Monday, September 14, 2015

iPhone overheating: Here's a fix!

A few days ago, I installed the latest iOS 9.1 public beta on my iPhone 6.  It's a bit risky, I admit but I like it.

My iPad 4 and iPhone 6 both got iOS 9.0 (public beta) a few weeks ago and everything worked without any problems.  When iOS 9.1 public beta came out, I was eager to try it out and discover what was new.

Overall, nothing much compared to the prior version 9.0 beside a major issue with my iPhone 6:  Overheating issues!

On the first night, I plugged in my iPhone as usual and in the morning, discovered that it was warm.  Usually, the iPhone is cold as ice, even after having spent the night on its USB charger (the stock one from Apple).  So I rebooted the device, assuming it was a glitch...

Later on that day, I found out that the battery was draining really fast.  Usually, the battery will last easily 2 days on a single charge but I have kept the old habit on charging it when going to bed.  On a normal day, the battery level will drop to 75% at most.  But after iOS 9.1, the battery level was already at 40% only a few hours after disconnecting from its charger.

Again, I rebooted the device, re-check all settings, closed all apps from the app switcher...  I tried everything and I was considering reverting to IOS 8.4 until the official 9.0 comes out.

On the second day, after a second full-night charge, the iPhone was still warm and the battery level was at 45%.  A real nightmare was at the door...

Again, I reviewed everything, all settings, rebooted many times with no luck.  The battery level was dropping fast at a rate of 1%, each 2 minutes...

So I tried something different.

First, I activated the "Low Power Mode" and switch back to the "Normal mode" in the general settings (available on iOS 9.x only).
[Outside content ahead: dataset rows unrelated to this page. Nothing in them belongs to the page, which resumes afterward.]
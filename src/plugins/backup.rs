//! `fc backup`: mirror the home directory to a backup location with rsync.

use std::io::Write;

use crate::error::PluginError;

use super::{Plugin, PluginContext, PluginIo, tool_stdout};

pub struct Backup;

impl Plugin for Backup {
    fn name(&self) -> &'static str {
        "backup"
    }

    fn summary(&self) -> &'static str {
        "Mirror the home directory to a backup location"
    }

    fn run(
        &self,
        args: &[String],
        ctx: &PluginContext,
        io: &mut PluginIo,
    ) -> Result<(), PluginError> {
        let rsync = ctx
            .resolver
            .resolve("rsync")
            .map_err(|_| PluginError::MissingTool("This command requires 'rsync'.".to_string()))?;

        let destination = args.first().cloned().unwrap_or_else(|| {
            ctx.home.join("Backups").join("circus").display().to_string()
        });
        let source = format!("{}/", ctx.home.display());
        tool_stdout(
            ctx,
            &rsync,
            &[
                "-a",
                "--delete",
                "--exclude",
                ".circus",
                "--exclude",
                "Backups",
                &source,
                &destination,
            ],
        )?;
        writeln!(io.out, "Backup created at {destination}")
            .map_err(|e| PluginError::Failed(e.to_string()))?;
        Ok(())
    }
}
//! The installer driver: preflight gate, confirmation, stage pipeline,
//! state recording.

use std::collections::HashMap;
use std::io::BufRead;
use std::path::PathBuf;
use std::sync::Arc;

use crate::config::Config;
use crate::error::CircusError;
use crate::exec::{Executor, SystemExecutor, ToolResolver};
use crate::logging::Log;
use crate::preflight::{self, CheckContext};
use crate::stages::{self, StageContext};
use crate::state::StateStore;

/// Run a full installation with the process environment.
///
/// The environment is snapshotted once here; no component below reads it
/// ambiently.
///
/// # Errors
///
/// Returns the first [`CircusError`] raised by the gate, the pipeline, or
/// the state store.
pub fn run(config: &Config, log: Arc<dyn Log>) -> Result<(), CircusError> {
    let env: HashMap<String, String> = std::env::vars().collect();
    run_with_env(config, log, &env)
}

/// Run a full installation with an explicit environment snapshot.
///
/// # Errors
///
/// Same as [`run`].
pub fn run_with_env(
    config: &Config,
    log: Arc<dyn Log>,
    env: &HashMap<String, String>,
) -> Result<(), CircusError> {
    let resolver = ToolResolver::from_vars(env.clone());
    let executor: Arc<dyn Executor> = Arc::new(SystemExecutor);
    let home = env
        .get("HOME")
        .filter(|h| !h.is_empty())
        .map(PathBuf::from)
        .or_else(dirs::home_dir)
        .ok_or_else(|| CircusError::Preflight {
            ordinal: "05".to_string(),
            message: "Required environment variable HOME is not set.".to_string(),
        })?;

    if config.dry_run {
        log.info("Dry run: no changes will be made");
    }

    let checks = preflight::default_checks();
    let check_ctx = CheckContext {
        config,
        resolver: &resolver,
        executor: executor.as_ref(),
        env,
        home: &home,
    };
    preflight::run_gate(&checks, &check_ctx, log.as_ref())?;

    if !config.dry_run && !config.non_interactive && !confirm(log.as_ref()) {
        log.info("Installation aborted.");
        return Ok(());
    }

    let store = StateStore::new(&home, config.dry_run);
    store.mark_started(config.role).map_err(CircusError::State)?;

    let effects = crate::effects::Effects::new(
        config.dry_run,
        Arc::clone(&log),
        Arc::clone(&executor),
        resolver,
    );
    let stage_ctx = StageContext {
        config,
        effects: &effects,
        home: &home,
        log: log.as_ref(),
    };
    stages::run_pipeline(&stages::default_stages(), &stage_ctx)?;

    store.mark_completed(config.role).map_err(CircusError::State)?;
    if config.dry_run {
        log.info("Dry run complete; nothing was changed");
    } else {
        log.info("Installation complete");
    }
    Ok(())
}

/// Ask for confirmation on stdin. Anything not starting with `y` declines.
fn confirm(log: &dyn Log) -> bool {
    log.info("Proceed with installation? [y/N]");
    let mut answer = String::new();
    if std::io::stdin().lock().read_line(&mut answer).is_err() {
        return false;
    }
    matches!(answer.trim().chars().next(), Some('y' | 'Y'))
}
Then, I deleted the Apple Beta Certificated from the General Settings expecting an "update" reverting me to the official iOS 8.4.  Nothing happened actually so I decided to re-install the Apple Beta Certificate to get the next iOS 9.1.x public beta version just in case.  I was willing to wait another full day, preparing a full recovery to iOS 8.4 if the problem would still show up.

It's been 24 hours since then and the overheating issue seems to be resolved.  I don't know if flipping the "Low Power 'ode" did the trick or simply re-installing the certificate for the public beta did the job but something got fixed along the way.

One thing is sure, rebooting the device did not fix anything as I had already rebooted many times.  For now, I can assume that one of those two operations fixed the overheating problem on my iPhone 6.

As a side note, nothing happened on the iPad 4, still working like a charm with iOS 9.1 public beta.

Did you fix your overheating problem with this tip? Let me know.